TASK TO COMPLETE: A complete response lists each line of the data below that includes the word "ends".

EXTRACTED RECORDS:
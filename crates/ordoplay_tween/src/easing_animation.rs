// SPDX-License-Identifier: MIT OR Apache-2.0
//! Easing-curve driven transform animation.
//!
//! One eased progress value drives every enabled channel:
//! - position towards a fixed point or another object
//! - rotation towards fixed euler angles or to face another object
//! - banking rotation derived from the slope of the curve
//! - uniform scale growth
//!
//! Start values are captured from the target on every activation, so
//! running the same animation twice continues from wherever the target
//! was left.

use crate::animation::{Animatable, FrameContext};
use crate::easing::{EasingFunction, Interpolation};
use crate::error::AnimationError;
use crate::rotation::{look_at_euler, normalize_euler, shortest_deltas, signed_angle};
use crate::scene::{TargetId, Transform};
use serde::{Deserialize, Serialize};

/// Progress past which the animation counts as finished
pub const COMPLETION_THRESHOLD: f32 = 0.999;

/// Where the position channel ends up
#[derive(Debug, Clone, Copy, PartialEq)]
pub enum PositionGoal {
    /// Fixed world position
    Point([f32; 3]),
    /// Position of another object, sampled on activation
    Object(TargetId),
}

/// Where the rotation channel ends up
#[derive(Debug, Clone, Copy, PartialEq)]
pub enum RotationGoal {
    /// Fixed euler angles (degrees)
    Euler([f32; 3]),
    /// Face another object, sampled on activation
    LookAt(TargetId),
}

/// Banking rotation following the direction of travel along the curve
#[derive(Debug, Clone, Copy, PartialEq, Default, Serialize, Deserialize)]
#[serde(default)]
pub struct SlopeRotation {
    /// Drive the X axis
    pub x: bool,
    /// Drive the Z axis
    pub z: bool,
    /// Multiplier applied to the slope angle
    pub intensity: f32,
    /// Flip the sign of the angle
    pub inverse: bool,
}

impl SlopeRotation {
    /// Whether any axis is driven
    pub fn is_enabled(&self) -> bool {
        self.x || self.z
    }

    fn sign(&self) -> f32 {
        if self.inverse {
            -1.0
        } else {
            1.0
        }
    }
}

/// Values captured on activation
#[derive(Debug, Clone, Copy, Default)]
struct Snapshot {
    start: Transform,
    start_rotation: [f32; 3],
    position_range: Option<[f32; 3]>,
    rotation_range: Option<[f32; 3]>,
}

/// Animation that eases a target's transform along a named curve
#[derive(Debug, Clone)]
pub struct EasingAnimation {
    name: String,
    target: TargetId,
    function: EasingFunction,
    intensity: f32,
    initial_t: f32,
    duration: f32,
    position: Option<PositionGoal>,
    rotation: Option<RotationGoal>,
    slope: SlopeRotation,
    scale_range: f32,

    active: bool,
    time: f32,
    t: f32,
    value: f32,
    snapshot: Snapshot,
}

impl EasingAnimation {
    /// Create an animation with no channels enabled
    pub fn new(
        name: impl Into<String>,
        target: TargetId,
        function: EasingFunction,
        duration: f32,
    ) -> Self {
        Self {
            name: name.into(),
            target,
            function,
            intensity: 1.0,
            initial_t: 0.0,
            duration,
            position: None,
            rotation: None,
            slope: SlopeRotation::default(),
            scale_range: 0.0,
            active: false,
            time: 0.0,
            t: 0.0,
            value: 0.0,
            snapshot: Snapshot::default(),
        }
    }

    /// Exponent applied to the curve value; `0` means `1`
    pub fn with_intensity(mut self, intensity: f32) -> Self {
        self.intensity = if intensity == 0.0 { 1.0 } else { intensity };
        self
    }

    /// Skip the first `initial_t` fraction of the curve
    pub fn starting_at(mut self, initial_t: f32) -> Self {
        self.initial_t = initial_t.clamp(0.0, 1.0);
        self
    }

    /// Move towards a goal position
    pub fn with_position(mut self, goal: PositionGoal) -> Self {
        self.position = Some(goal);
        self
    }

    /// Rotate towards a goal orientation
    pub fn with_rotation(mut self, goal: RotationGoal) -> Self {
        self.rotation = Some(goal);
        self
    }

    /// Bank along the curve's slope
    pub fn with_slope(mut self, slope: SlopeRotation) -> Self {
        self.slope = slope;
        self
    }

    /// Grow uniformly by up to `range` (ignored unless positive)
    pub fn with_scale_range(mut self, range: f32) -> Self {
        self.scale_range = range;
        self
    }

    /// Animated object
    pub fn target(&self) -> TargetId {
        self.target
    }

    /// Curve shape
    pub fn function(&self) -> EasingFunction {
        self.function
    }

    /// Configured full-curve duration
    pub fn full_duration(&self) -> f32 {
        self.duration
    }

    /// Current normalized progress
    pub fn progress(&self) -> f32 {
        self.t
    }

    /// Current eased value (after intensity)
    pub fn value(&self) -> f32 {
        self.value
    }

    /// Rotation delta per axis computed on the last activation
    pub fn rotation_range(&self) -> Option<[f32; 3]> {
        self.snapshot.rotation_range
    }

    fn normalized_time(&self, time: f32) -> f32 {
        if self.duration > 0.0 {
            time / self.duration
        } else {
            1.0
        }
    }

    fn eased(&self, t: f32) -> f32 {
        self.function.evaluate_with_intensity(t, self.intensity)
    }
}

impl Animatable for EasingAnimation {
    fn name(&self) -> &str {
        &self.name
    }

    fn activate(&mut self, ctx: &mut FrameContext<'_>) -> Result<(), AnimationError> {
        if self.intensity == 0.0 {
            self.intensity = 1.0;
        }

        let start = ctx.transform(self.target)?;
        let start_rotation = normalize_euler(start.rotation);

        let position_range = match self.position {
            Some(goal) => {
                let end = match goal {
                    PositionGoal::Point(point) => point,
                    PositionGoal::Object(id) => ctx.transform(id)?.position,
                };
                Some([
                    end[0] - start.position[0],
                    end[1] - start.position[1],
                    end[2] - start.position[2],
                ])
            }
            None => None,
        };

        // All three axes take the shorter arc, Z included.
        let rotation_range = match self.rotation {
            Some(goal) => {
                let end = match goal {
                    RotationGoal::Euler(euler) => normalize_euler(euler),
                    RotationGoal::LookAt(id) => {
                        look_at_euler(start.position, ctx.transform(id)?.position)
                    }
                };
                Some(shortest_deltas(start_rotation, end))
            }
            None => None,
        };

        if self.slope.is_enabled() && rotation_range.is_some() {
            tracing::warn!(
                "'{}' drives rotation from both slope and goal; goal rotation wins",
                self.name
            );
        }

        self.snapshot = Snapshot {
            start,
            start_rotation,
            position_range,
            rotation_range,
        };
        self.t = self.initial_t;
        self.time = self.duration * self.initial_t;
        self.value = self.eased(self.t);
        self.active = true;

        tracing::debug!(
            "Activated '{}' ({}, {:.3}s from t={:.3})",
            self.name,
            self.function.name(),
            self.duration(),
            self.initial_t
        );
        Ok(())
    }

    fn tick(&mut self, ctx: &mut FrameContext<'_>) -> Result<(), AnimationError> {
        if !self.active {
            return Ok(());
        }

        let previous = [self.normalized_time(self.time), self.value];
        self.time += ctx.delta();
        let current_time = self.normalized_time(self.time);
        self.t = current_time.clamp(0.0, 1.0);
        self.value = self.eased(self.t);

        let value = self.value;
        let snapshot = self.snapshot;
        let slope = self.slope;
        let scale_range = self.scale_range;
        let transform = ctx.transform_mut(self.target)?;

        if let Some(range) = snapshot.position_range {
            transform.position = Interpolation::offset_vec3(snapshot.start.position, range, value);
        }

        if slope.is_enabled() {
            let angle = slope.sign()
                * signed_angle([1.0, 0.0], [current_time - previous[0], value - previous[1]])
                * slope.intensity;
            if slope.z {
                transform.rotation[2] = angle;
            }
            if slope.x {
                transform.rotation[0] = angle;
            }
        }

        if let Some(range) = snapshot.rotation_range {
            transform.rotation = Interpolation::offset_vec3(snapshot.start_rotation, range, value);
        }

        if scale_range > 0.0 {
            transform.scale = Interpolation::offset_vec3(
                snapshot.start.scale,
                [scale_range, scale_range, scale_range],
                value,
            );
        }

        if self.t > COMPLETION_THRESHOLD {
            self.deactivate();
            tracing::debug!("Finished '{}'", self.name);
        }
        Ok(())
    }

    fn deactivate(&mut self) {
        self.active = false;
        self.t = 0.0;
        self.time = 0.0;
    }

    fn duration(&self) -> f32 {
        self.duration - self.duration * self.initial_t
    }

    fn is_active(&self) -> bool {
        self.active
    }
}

EXERCISE RESPONSE:
/// Where the position channel ends up
/// Where the rotation channel ends up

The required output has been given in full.